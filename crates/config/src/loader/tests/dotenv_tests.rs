//! Tests for dotenv loading behavior.
//!
//! Responsibilities:
//! - Test that missing `.env` files are silently ignored.
//! - Test that invalid `.env` files return errors without leaking secrets.
//! - Test that `DOTENV_DISABLED=1`/`true` skips dotenv loading.
//!
//! Invariants / Assumptions:
//! - Tests must serialize mutations to process-global state (cwd/env).
//! - Error messages must never contain secret values from `.env` files.

use std::fs;
use std::path::PathBuf;

use serial_test::serial;
use tempfile::TempDir;

use crate::constants::ENV_DOTENV_DISABLED;
use crate::loader::builder::BootConfigLoader;
use crate::loader::error::ConfigError;

/// RAII guard for temporarily changing the current working directory.
struct CwdGuard {
    original_dir: PathBuf,
}

impl CwdGuard {
    fn new(temp_dir: &TempDir) -> Self {
        let original_dir = std::env::current_dir().expect("Failed to get current directory");
        std::env::set_current_dir(temp_dir.path()).expect("Failed to set current directory");
        Self { original_dir }
    }
}

impl Drop for CwdGuard {
    fn drop(&mut self) {
        let _ = std::env::set_current_dir(&self.original_dir);
    }
}

#[test]
#[serial]
fn test_missing_dotenv_is_ok() {
    let temp_dir = TempDir::new().unwrap();
    let _cwd_guard = CwdGuard::new(&temp_dir);

    temp_env::with_var_unset(ENV_DOTENV_DISABLED, || {
        let result = BootConfigLoader::new().load_dotenv();
        assert!(result.is_ok(), "Missing .env file should be silently ignored");
    });
}

#[test]
#[serial]
fn test_valid_dotenv_sets_variables() {
    let temp_dir = TempDir::new().unwrap();
    let _cwd_guard = CwdGuard::new(&temp_dir);
    fs::write(
        temp_dir.path().join(".env"),
        "KEYSCOPE_DOTENV_TEST_VALUE=from-dotenv\n",
    )
    .unwrap();

    temp_env::with_vars(
        [
            (ENV_DOTENV_DISABLED, None::<&str>),
            ("KEYSCOPE_DOTENV_TEST_VALUE", None),
        ],
        || {
            let result = BootConfigLoader::new().load_dotenv();
            assert!(result.is_ok(), "Valid .env file should load successfully");
            assert_eq!(
                std::env::var("KEYSCOPE_DOTENV_TEST_VALUE").as_deref(),
                Ok("from-dotenv")
            );
        },
    );
}

#[test]
#[serial]
fn test_invalid_dotenv_returns_parse_error_without_secrets() {
    let temp_dir = TempDir::new().unwrap();
    let _cwd_guard = CwdGuard::new(&temp_dir);
    let secret_value = "supersecret_token_12345";
    fs::write(
        temp_dir.path().join(".env"),
        format!("KEYSCOPE_DOTENV_SECRET={secret_value}\nINVALID_LINE_WITHOUT_EQUALS"),
    )
    .unwrap();

    temp_env::with_vars(
        [
            (ENV_DOTENV_DISABLED, None::<&str>),
            ("KEYSCOPE_DOTENV_SECRET", None),
        ],
        || match BootConfigLoader::new().load_dotenv() {
            Err(e @ ConfigError::DotenvParse { .. }) => {
                assert!(!e.to_string().contains(secret_value));
            }
            Err(other) => panic!("expected DotenvParse, got {other}"),
            Ok(_) => panic!("expected DotenvParse, got Ok"),
        },
    );
}

#[test]
#[serial]
fn test_dotenv_disabled_skips_loading() {
    let temp_dir = TempDir::new().unwrap();
    let _cwd_guard = CwdGuard::new(&temp_dir);
    fs::write(temp_dir.path().join(".env"), "INVALID_LINE_WITHOUT_EQUALS").unwrap();

    for flag in ["1", "true"] {
        temp_env::with_var(ENV_DOTENV_DISABLED, Some(flag), || {
            assert!(BootConfigLoader::new().load_dotenv().is_ok());
        });
    }
}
────
What is expected — Scan the listing for "files" and copy out each line that has it.

Your response —
//! - Test that missing `.env` files are silently ignored.
//! - Test that invalid `.env` files return errors without leaking secrets.
//! - Error messages must never contain secret values from `.env` files.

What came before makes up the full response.